Nice lot of pics there, shame you didnt lable/describe some of them, As at the moment its just a bunch of randon pics.
A litle description/caption on each pic would make it a much more intresting read.

still well done tho, 22 hours detailing is some commitment!  8)


----------



## aleicgrant (Oct 17, 2005)

appreciate the comments.

Its not an every day driver and I live in Florida where our weather is lets say a bit less harsh.

I use a combination of clay, foaming gun and 265mph blower to keep as many things off the paint as possible.

Its a new car and even still it needed paint correction from the dealer.

I also say its like breaking in a new car the right way. Start with a good foundation and it will serve you well


----------



## 1949bug (Aug 23, 2009)

aleicgrant said:


> Its a new car and even still it needed paint correction from the dealer.


Crazy isnt it. I often read about a lot of cars which have been detailed straight from the forecourt and the crap thats on them is unreal  .

Like you say a good base, start as you mean to go on.

Wish we had your climate sometimes. I had one of my cars ive just restored on a magazine feature photoshoot on thursday,

I had to wash/quick detail it 3 times during the shoot.

And friday morning went ot to move the car an it loked like it hadnt been washed for about a month :twisted:


----------



## Racer28 (Aug 21, 2009)

What did you do to the light clusters? Mine are looking rather dull, and wondered what you buffed the glass or plastic with?

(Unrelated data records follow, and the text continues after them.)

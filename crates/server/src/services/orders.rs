//! Order submission.
//!
//! Validate, stamp, deliver, then commit. A record is appended to the
//! operator's history only after the webhook (when configured) confirms
//! delivery. The CSV export runs after the commit and cannot undo it.

use std::path::PathBuf;

use thiserror::Error;
use tracing::instrument;

use commande_core::{OrderDraft, OrderError, OrderRecord, OrderTimestamp, Username};

use crate::store::{OrderHistory, OrderStore, StoreError};

use super::export::CsvExporter;
use super::webhook::{WebhookClient, WebhookError};

/// Errors that abort a submission. Nothing is committed when one occurs.
#[derive(Debug, Error)]
pub enum SubmitError {
    /// The form failed validation.
    #[error(transparent)]
    Validation(#[from] OrderError),

    /// The webhook did not confirm delivery.
    #[error(transparent)]
    Webhook(#[from] WebhookError),

    /// The history could not be read or written.
    #[error(transparent)]
    Store(#[from] StoreError),
}

/// What happened to the CSV export of a committed record.
#[derive(Debug)]
pub enum ExportOutcome {
    /// No export directory is configured.
    Disabled,
    /// The record was written to this file.
    Written(PathBuf),
    /// The export failed; the record is committed regardless.
    Failed(String),
}

/// A committed submission.
#[derive(Debug)]
pub struct Submission {
    /// The record as stored.
    pub record: OrderRecord,
    /// The operator's history after the append.
    pub history: OrderHistory,
    /// CSV export result.
    pub export: ExportOutcome,
}

/// Runs the submission sequence against the store, webhook and exporter.
#[derive(Debug, Clone)]
pub struct OrderService {
    store: OrderStore,
    webhook: Option<WebhookClient>,
    exporter: Option<CsvExporter>,
}

impl OrderService {
    /// Create a submission service.
    #[must_use]
    pub const fn new(
        store: OrderStore,
        webhook: Option<WebhookClient>,
        exporter: Option<CsvExporter>,
    ) -> Self {
        Self {
            store,
            webhook,
            exporter,
        }
    }

    /// The order store.
    #[must_use]
    pub const fn store(&self) -> &OrderStore {
        &self.store
    }

    /// Submit `draft` for `username`, stamped with the current Casablanca time.
    ///
    /// # Errors
    ///
    /// See [`Self::submit_at`].
    pub async fn submit(
        &self,
        username: &Username,
        draft: &OrderDraft,
    ) -> Result<Submission, SubmitError> {
        self.submit_at(username, draft, OrderTimestamp::now()).await
    }

    /// Submit `draft` for `username` with an explicit timestamp.
    ///
    /// # Errors
    ///
    /// Returns `SubmitError::Validation` for an invalid form,
    /// `SubmitError::Webhook` if delivery is not confirmed and
    /// `SubmitError::Store` if the history cannot be persisted. In all three
    /// cases the history is unchanged.
    #[instrument(skip(self, draft), fields(username = %username, product = %draft.product.trim()))]
    pub async fn submit_at(
        &self,
        username: &Username,
        draft: &OrderDraft,
        timestamp: OrderTimestamp,
    ) -> Result<Submission, SubmitError> {
        let record = draft.validate(username.clone(), timestamp)?;

        if let Some(webhook) = &self.webhook {
            webhook.deliver(&record).await?;
        }

        let history = self.store.append(username, record.clone()).await?;

        let export = match &self.exporter {
            None => ExportOutcome::Disabled,
            Some(exporter) => match exporter.export_record(&record).await {
                Ok(path) => ExportOutcome::Written(path),
                Err(e) => {
                    tracing::warn!(error = %e, "CSV export failed after commit");
                    ExportOutcome::Failed(e.to_string())
                }
            },
        };

        Ok(Submission {
            record,
            history,
            export,
        })
    }
}
//! Static assets compiled into the binary.

use axum::{
    http::header::{CACHE_CONTROL, CONTENT_TYPE},
    response::IntoResponse,
};

const STYLE_CSS: &str = include_str!("../../static/style.css");
const ESTIMATE_JS: &str = include_str!("../../static/estimate.js");

const ASSET_CACHE_CONTROL: &str = "public, max-age=3600";

/// Serve the stylesheet.
pub async fn style_css() -> impl IntoResponse {
    (
        [
            (CONTENT_TYPE, "text/css; charset=utf-8"),
            (CACHE_CONTROL, ASSET_CACHE_CONTROL),
        ],
        STYLE_CSS,
    )
}

/// Serve the live estimate script.
pub async fn estimate_js() -> impl IntoResponse {
    (
        [
            (CONTENT_TYPE, "text/javascript; charset=utf-8"),
            (CACHE_CONTROL, ASSET_CACHE_CONTROL),
        ],
        ESTIMATE_JS,
    )
}

#[cfg(test)]
mod tests {
    use super::*;

    #[test]
    fn test_estimate_script_ignores_login_redirect() {
        assert!(ESTIMATE_JS.contains(r#"redirect: "manual""#));
        assert!(ESTIMATE_JS.contains("opaqueredirect"));
    }

    #[test]
    fn test_estimate_script_targets_fragment_url() {
        assert!(ESTIMATE_JS.contains("data-estimate-url"));
    }
}
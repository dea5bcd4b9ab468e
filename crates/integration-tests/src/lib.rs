//! Integration tests for Commande.
//!
//! Tests drive the full router in-process with `tower::ServiceExt::oneshot`,
//! against temporary data, credential and export directories. The webhook
//! endpoint is a `wiremock` server.
//!
//! # Running Tests
//!
//! ```bash
//! cargo test -p commande-integration-tests
//! ```
//!
//! # Test Categories
//!
//! - `http_routes` - Login, order form, submission, estimate and download
//! - `order_submission` - Webhook gating of history commits
//! - `order_store` - History files on disk
//! - `authentication` - Credential file and password hashing
//! - `csv_export` - Per-record CSV files

#![allow(clippy::unwrap_used, clippy::missing_panics_doc)]

use std::collections::HashMap;
use std::path::PathBuf;

use axum::{
    Router,
    body::{Body, to_bytes},
    http::{HeaderMap, Request, StatusCode, header},
};
use tempfile::TempDir;
use tower::ServiceExt;

use commande_core::{StoredCredential, Username};
use commande_server::services::auth::hash_password;
use commande_server::store::{CredentialRepository, OrderStore};
use commande_server::{AppState, CommandeConfig, app};

/// Name of the session cookie set by the server.
pub const SESSION_COOKIE: &str = "commande_session";

/// A response with its body read.
#[derive(Debug)]
pub struct TestResponse {
    pub status: StatusCode,
    pub headers: HeaderMap,
    pub body: String,
}

impl TestResponse {
    /// The `Location` header, if any.
    #[must_use]
    pub fn location(&self) -> Option<&str> {
        self.headers
            .get(header::LOCATION)
            .and_then(|v| v.to_str().ok())
    }

    /// The `name=value` pair of the session cookie, if one was set.
    #[must_use]
    pub fn session_cookie(&self) -> Option<String> {
        self.headers
            .get_all(header::SET_COOKIE)
            .iter()
            .filter_map(|v| v.to_str().ok())
            .find(|v| v.starts_with(SESSION_COOKIE))
            .and_then(|v| v.split(';').next())
            .map(str::to_owned)
    }
}

/// Isolated server instance over temporary directories.
pub struct TestContext {
    pub dir: TempDir,
    pub router: Router,
    pub config: CommandeConfig,
}

impl TestContext {
    /// Server with default settings and no webhook or export.
    pub async fn new() -> Self {
        Self::with_env(&[]).await
    }

    /// Server with extra environment settings.
    ///
    /// Data, credential and export locations always point into the
    /// context's temporary directory. The credential file holds
    /// `alice` / `pw1`.
    pub async fn with_env(extra: &[(&str, &str)]) -> Self {
        let dir = tempfile::tempdir().unwrap();

        let mut env: HashMap<String, String> = HashMap::new();
        env.insert(
            "COMMANDE_DATA_DIR".into(),
            dir.path().join("data").display().to_string(),
        );
        env.insert(
            "COMMANDE_CREDENTIALS_FILE".into(),
            dir.path().join("users.json").display().to_string(),
        );
        for (key, value) in extra {
            env.insert((*key).to_string(), (*value).to_string());
        }

        let config = CommandeConfig::from_lookup(|key| env.get(key).cloned()).unwrap();

        CredentialRepository::new(config.credentials_file.clone())
            .insert(StoredCredential {
                username: Username::parse("alice").unwrap(),
                password_hash: hash_password("pw1").unwrap(),
            })
            .await
            .unwrap();

        let router = app(AppState::new(config.clone()).unwrap());

        Self {
            dir,
            router,
            config,
        }
    }

    /// Directory inside the context for exports.
    #[must_use]
    pub fn export_dir(&self) -> PathBuf {
        self.dir.path().join("exports")
    }

    /// The order store the server writes to.
    #[must_use]
    pub fn store(&self) -> OrderStore {
        OrderStore::new(self.config.data_dir.clone())
    }

    /// Send a request through the router.
    pub async fn send(&self, request: Request<Body>) -> TestResponse {
        let response = self.router.clone().oneshot(request).await.unwrap();
        let status = response.status();
        let headers = response.headers().clone();
        let bytes = to_bytes(response.into_body(), usize::MAX).await.unwrap();

        TestResponse {
            status,
            headers,
            body: String::from_utf8_lossy(&bytes).into_owned(),
        }
    }

    /// GET `uri`, with an optional session cookie.
    pub async fn get(&self, uri: &str, cookie: Option<&str>) -> TestResponse {
        let mut builder = Request::builder().method("GET").uri(uri);
        if let Some(cookie) = cookie {
            builder = builder.header(header::COOKIE, cookie);
        }
        self.send(builder.body(Body::empty()).unwrap()).await
    }

    /// POST a urlencoded form to `uri`, with an optional session cookie.
    pub async fn post_form(&self, uri: &str, form: &[(&str, &str)], cookie: Option<&str>) -> TestResponse {
        let body = form
            .iter()
            .map(|(k, v)| format!("{}={}", urlencoding::encode(k), urlencoding::encode(v)))
            .collect::<Vec<_>>()
            .join("&");

        let mut builder = Request::builder()
            .method("POST")
            .uri(uri)
            .header(header::CONTENT_TYPE, "application/x-www-form-urlencoded");
        if let Some(cookie) = cookie {
            builder = builder.header(header::COOKIE, cookie);
        }
        self.send(builder.body(Body::from(body)).unwrap()).await
    }

    /// Log in and return the session cookie.
    pub async fn login(&self, username: &str, password: &str) -> String {
        let response = self
            .post_form(
                "/auth/login",
                &[("username", username), ("password", password)],
                None,
            )
            .await;
        assert_eq!(response.location(), Some("/orders"), "login failed");
        response.session_cookie().unwrap()
    }
}

/// Order form fields for 10 kg of fresh chicken.
#[must_use]
pub fn poulet_form() -> Vec<(&'static str, &'static str)> {
    vec![
        ("product", "Poulet"),
        ("unit", "Kilogram"),
        ("quantity", "10"),
        ("depot", "Fresh"),
        ("packaging", "Caisse"),
        ("notes", ""),
    ]
}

I have a MK 1 TT, so not sure if its the same material?! :?

Christian


----------



## Sickboy (Oct 13, 2004)

Superb, a lot of hard work gone in to that! I think it's definitely worth it if you live in Florida, er providing you keep it in during the hurricane season! :wink:


----------



## TTitan (May 11, 2007)

LOoks Great.


----------



## Wildman (May 23, 2005)

One in the eye for those who say you cannot get a white car to shine :lol: :lol: :lol:


----------



## kenjo (Jan 31, 2007)

Very nice car mate and a good job well done, although i must admit i do prefer it without the blue pin stripes. :wink: :wink:


----------



## LEDZEPP (Jan 17, 2009)

thats looks great,,,, and it is worth all the effort
aslong as you wash it properly, your swirls will not reappear,,, well done mate 8)


----------



## aleicgrant (Oct 17, 2005)

thank you

Yes I keep as much off the car as possible.

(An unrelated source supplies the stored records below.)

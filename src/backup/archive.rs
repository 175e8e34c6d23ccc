//! # Archival and rotation of backup snapshots.
//!
//! A finished working copy can be compressed into a timestamp-named
//! `.tar.gz` in the archive directory. Rotation then deletes the oldest
//! archives (by creation time, falling back to mtime) until the configured
//! retention count is satisfied. The archive just written in the same cycle
//! is never deleted, and a retention threshold of `-1` keeps everything.

use std::path::{Path, PathBuf};
use std::time::SystemTime;

use chrono::{DateTime, Local};
use flate2::write::GzEncoder;
use flate2::Compression;
use tokio::fs;

use crate::error::BackupError;

/// File extension used for compressed snapshots.
pub const ARCHIVE_EXT: &str = "tar.gz";

/// Deterministic archive name: `<yyyy-MM-dd_HH-mm>_<sourceName>.tar.gz`.
pub fn archive_name(source_name: &str, at: DateTime<Local>) -> String {
    format!("{}_{}.{}", at.format("%Y-%m-%d_%H-%M"), source_name, ARCHIVE_EXT)
}

/// Compresses the `source` directory's contents into
/// `archive_dir/<name>`, creating the archive directory if needed.
///
/// Fails with [`BackupError::ArchiveExists`] when an archive of that exact
/// name is already present — the caller treats this as a non-fatal archival
/// failure, not a backup failure.
pub async fn create_archive(
    source: &Path,
    archive_dir: &Path,
    name: &str,
) -> Result<PathBuf, BackupError> {
    fs::create_dir_all(archive_dir).await?;

    let archive_path = archive_dir.join(name);
    if fs::try_exists(&archive_path).await? {
        return Err(BackupError::ArchiveExists {
            name: name.to_string(),
        });
    }

    let source = source.to_path_buf();
    let target = archive_path.clone();
    tokio::task::spawn_blocking(move || -> std::io::Result<()> {
        let file = std::fs::File::create(&target)?;
        let encoder = GzEncoder::new(file, Compression::default());
        let mut builder = tar::Builder::new(encoder);
        builder.append_dir_all(".", &source)?;
        builder.into_inner()?.finish()?;
        Ok(())
    })
    .await
    .map_err(std::io::Error::other)??;

    Ok(archive_path)
}

/// Deletes the oldest archives until at most `keep` remain.
///
/// - `keep < 0` disables rotation entirely.
/// - `protect` (the archive written this cycle) is never deleted.
/// - Individual deletion failures are logged and skipped; rotation never
///   fails the backup.
///
/// Returns the number of archives deleted.
pub async fn rotate(archive_dir: &Path, keep: i32, protect: &Path) -> std::io::Result<usize> {
    if keep < 0 {
        return Ok(0);
    }
    let keep = keep as usize;

    let mut archives: Vec<(PathBuf, SystemTime)> = Vec::new();
    let mut entries = fs::read_dir(archive_dir).await?;
    while let Some(entry) = entries.next_entry().await? {
        let meta = entry.metadata().await?;
        if !meta.is_file() {
            continue;
        }
        let created = meta.created().or_else(|_| meta.modified())?;
        archives.push((entry.path(), created));
    }

    if archives.len() <= keep {
        return Ok(0);
    }

    archives.sort_by_key(|(_, created)| *created);
    let excess = archives.len() - keep;

    let mut deleted = 0;
    for (path, _) in archives.into_iter().take(excess) {
        if path == protect {
            continue;
        }
        match fs::remove_file(&path).await {
            Ok(()) => {
                tracing::debug!(archive = %path.display(), "rotated out old archive");
                deleted += 1;
            }
            Err(error) => {
                tracing::warn!(archive = %path.display(), %error, "could not delete old archive");
            }
        }
    }
    Ok(deleted)
}
//! Process supervision: the child process and its console.
//!
//! This module contains everything that touches the supervised child
//! directly. The only state the rest of the crate sees is the
//! [`ProcessSupervisor`] surface and the events it publishes.
//!
//! Internal modules:
//! - [`supervisor`]: owns the child, the single stdout reader and the
//!   serialized stdin writer;
//! - [`registry`]: regex dispatch to persistent handlers and one-shot
//!   waiters;
//! - [`console`]: operator console echo with ignore-list and mute flag;
//! - [`shell`]: opaque pre/post shell command execution;
//! - [`shutdown`]: cross-platform termination signal handling.

mod console;
mod registry;
mod shell;
mod shutdown;
mod supervisor;

pub use console::ConsoleEcho;
pub use registry::{MatchFuture, PatternRegistry};
pub use shell::run_shell_command;
pub use shutdown::wait_for_shutdown_signal;
pub use supervisor::{LaunchSpec, ProcessState, ProcessSupervisor};
//! # Opaque shell command execution.
//!
//! Backup configuration may carry `pre_exec`/`post_exec` strings that are
//! handed verbatim to the platform shell and awaited to completion. The
//! command's stdout/stderr inherit warden's console.

use std::process::ExitStatus;

use tokio::process::Command;

/// Runs `cmd` in the platform shell and waits for it to exit.
pub async fn run_shell_command(cmd: &str) -> std::io::Result<ExitStatus> {
    #[cfg(unix)]
    let (shell, flag) = ("/bin/sh", "-c");
    #[cfg(windows)]
    let (shell, flag) = ("cmd.exe", "/C");

    Command::new(shell).arg(flag).arg(cmd).status().await
}

#[cfg(test)]
mod tests {
    use super::*;

    #[tokio::test]
    #[cfg(unix)]
    async fn test_exit_status_is_reported() {
        assert!(run_shell_command("true").await.unwrap().success());
        assert!(!run_shell_command("false").await.unwrap().success());
    }

    #[tokio::test]
    #[cfg(unix)]
    async fn test_command_side_effects_are_visible() {
        let dir = tempfile::tempdir().unwrap();
        let marker = dir.path().join("ran");
        run_shell_command(&format!("touch {}", marker.display()))
            .await
            .unwrap();
        assert!(marker.exists());
    }
}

I start with a foam gun to create an immense amount of bubbles which cleaning action loosens most dirt and debris follow by a higher pressure rinse. I then foam again and use a sheepskin mitt for any tough areas and then finish with deionized water follow by compressed air to blow any remaining water off.

Sounds like a lot but the results speak for themselves


----------



## LEDZEPP (Jan 17, 2009)

during your manual wash, try the 2 bucket method.. ie,, 1 shampoo.. the other clean water with grit protector, do one panel at a time,,,, have a look here: www.detailworld.co.uk.. loads of advise and very freindly
alan


----------



## aleicgrant (Oct 17, 2005)

hey there

yes good stuff and I forgot to mention I used two buckets


----------



## kevlo (Sep 6, 2009)

did we find out what you used to get your plastic lights so shiny


----------